• _DIRECTIONS FOR THIS TASK_
Retype, word for word, every line of the records below starting at the one that contains "classdesk authentication endpoint." and ending at the one that contains "file names one."; include both of those lines and nothing more.

• _SUPPLIED RECORDS_

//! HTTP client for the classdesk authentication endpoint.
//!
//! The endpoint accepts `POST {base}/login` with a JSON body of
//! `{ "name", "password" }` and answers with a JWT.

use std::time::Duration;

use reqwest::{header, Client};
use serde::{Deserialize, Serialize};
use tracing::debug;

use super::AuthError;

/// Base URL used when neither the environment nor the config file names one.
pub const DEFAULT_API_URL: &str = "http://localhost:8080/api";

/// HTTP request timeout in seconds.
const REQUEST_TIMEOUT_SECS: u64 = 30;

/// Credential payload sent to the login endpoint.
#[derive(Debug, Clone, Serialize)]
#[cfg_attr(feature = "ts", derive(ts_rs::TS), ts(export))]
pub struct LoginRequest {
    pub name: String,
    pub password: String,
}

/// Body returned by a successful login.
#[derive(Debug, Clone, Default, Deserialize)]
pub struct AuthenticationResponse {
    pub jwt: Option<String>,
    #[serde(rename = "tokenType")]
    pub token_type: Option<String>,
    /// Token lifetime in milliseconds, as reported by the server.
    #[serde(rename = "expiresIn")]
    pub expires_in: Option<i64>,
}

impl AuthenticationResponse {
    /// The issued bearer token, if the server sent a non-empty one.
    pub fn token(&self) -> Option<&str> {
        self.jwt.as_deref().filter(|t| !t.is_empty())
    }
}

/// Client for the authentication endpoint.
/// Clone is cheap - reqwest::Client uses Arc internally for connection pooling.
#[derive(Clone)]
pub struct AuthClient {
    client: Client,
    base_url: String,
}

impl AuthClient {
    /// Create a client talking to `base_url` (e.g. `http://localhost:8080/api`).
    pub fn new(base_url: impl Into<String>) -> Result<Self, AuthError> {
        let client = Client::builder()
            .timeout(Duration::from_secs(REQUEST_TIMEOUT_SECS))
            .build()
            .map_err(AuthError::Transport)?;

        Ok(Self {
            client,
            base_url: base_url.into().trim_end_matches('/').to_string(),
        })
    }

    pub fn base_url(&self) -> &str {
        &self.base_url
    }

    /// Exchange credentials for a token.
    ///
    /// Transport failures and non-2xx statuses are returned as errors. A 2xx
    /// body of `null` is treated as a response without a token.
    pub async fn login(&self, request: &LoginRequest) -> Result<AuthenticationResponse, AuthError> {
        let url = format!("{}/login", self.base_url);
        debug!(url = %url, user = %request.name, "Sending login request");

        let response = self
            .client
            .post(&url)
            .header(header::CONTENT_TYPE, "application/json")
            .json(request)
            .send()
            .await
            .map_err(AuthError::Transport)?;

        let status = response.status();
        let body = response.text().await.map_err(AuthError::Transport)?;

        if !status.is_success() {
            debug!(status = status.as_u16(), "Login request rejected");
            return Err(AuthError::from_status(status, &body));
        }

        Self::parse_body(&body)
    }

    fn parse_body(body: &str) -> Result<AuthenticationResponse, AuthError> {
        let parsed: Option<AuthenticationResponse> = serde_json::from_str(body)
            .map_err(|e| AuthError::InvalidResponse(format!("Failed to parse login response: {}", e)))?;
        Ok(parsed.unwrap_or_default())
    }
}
* * *
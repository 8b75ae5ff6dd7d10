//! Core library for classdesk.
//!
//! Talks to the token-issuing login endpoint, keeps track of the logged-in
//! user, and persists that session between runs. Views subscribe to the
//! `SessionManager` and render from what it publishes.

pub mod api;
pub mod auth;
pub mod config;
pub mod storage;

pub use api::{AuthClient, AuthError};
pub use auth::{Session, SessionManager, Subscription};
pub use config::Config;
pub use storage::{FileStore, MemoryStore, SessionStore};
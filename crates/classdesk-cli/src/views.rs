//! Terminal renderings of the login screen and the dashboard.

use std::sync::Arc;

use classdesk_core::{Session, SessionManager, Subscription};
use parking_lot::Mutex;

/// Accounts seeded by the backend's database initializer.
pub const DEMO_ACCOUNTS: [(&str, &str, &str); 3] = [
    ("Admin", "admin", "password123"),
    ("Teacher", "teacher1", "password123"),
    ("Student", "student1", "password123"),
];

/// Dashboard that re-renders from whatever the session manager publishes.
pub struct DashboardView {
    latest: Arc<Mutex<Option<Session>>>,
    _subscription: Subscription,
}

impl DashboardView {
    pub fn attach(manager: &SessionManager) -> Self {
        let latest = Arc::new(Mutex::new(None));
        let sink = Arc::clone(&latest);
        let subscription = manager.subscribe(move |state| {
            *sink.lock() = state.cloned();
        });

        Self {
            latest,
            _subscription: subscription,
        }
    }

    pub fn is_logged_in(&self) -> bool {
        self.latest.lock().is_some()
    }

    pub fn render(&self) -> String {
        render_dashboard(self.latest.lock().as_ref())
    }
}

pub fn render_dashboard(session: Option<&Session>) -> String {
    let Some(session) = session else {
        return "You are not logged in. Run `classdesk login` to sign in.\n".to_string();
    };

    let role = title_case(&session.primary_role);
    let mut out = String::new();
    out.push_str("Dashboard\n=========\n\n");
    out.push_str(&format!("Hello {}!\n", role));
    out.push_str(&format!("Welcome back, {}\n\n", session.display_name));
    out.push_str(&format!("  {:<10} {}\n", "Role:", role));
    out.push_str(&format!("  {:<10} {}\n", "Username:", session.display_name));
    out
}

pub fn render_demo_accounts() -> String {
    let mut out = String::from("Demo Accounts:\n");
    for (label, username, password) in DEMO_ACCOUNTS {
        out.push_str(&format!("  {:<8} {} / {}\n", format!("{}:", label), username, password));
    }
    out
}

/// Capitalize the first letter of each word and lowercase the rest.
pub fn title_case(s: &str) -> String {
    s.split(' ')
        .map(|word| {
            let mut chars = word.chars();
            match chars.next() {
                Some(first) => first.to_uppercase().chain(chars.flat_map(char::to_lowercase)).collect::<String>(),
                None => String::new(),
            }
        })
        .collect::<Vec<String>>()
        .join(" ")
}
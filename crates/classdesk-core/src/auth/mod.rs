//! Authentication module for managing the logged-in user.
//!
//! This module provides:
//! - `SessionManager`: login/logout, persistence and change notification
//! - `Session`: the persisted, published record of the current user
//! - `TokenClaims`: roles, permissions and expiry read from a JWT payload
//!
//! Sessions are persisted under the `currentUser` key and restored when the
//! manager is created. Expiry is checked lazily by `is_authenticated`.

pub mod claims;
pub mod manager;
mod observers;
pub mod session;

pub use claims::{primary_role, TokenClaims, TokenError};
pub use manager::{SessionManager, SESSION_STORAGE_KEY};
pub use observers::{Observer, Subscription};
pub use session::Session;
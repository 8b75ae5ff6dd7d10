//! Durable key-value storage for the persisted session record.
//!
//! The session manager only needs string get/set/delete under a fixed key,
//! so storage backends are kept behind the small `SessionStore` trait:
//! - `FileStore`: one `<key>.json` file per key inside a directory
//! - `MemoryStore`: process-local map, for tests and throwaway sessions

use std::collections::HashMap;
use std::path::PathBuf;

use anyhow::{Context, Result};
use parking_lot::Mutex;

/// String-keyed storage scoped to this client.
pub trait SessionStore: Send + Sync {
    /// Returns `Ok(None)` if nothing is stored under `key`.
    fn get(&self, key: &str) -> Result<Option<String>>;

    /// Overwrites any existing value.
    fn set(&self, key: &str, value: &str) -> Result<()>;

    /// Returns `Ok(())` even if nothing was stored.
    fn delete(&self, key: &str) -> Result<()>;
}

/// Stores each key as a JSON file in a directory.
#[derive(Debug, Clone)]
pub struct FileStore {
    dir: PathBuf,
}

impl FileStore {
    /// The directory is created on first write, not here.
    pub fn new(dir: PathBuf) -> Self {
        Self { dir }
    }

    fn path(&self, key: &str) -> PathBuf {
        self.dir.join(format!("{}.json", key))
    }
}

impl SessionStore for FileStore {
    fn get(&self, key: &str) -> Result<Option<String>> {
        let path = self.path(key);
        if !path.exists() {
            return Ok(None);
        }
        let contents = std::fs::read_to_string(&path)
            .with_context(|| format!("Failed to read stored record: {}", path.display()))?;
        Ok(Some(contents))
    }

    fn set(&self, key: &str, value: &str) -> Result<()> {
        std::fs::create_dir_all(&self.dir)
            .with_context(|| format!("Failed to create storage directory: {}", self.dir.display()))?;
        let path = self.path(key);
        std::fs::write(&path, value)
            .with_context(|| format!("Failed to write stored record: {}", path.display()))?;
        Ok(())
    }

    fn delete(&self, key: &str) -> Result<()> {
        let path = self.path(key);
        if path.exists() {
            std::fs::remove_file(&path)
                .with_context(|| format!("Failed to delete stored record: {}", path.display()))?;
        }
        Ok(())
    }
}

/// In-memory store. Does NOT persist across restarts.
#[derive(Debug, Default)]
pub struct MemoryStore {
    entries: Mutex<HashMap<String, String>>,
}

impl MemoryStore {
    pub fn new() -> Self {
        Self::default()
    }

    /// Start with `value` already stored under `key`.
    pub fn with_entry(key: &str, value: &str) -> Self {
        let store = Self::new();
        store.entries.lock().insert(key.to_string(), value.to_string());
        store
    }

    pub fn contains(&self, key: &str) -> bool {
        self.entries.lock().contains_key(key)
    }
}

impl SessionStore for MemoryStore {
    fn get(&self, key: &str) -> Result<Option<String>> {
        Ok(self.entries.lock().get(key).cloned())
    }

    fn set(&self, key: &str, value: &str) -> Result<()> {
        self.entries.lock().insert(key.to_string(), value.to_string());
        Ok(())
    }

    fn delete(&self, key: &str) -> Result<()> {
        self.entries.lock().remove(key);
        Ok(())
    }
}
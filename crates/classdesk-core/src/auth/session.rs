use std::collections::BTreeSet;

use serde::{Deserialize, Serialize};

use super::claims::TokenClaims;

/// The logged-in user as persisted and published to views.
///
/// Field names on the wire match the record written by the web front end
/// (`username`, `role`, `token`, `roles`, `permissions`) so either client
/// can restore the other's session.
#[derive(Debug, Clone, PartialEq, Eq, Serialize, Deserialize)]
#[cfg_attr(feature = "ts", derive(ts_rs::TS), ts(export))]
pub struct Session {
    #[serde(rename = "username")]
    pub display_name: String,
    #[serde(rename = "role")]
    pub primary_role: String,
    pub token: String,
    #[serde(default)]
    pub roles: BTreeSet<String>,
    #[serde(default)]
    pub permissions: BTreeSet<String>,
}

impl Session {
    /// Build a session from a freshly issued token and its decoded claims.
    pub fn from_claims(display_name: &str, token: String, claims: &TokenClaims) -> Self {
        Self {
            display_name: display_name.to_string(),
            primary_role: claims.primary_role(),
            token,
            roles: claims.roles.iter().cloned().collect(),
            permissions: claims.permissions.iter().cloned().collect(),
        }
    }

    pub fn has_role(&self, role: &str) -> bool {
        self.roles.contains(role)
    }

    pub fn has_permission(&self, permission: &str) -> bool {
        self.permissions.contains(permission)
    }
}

• _EXERCISE RESPONSE_
//! HTTP client for the classdesk authentication endpoint.
//!
//! The endpoint accepts `POST {base}/login` with a JSON body of
//! `{ "name", "password" }` and answers with a JWT.

use std::time::Duration;

use reqwest::{header, Client};
use serde::{Deserialize, Serialize};
use tracing::debug;

use super::AuthError;

/// Base URL used when neither the environment nor the config file names one.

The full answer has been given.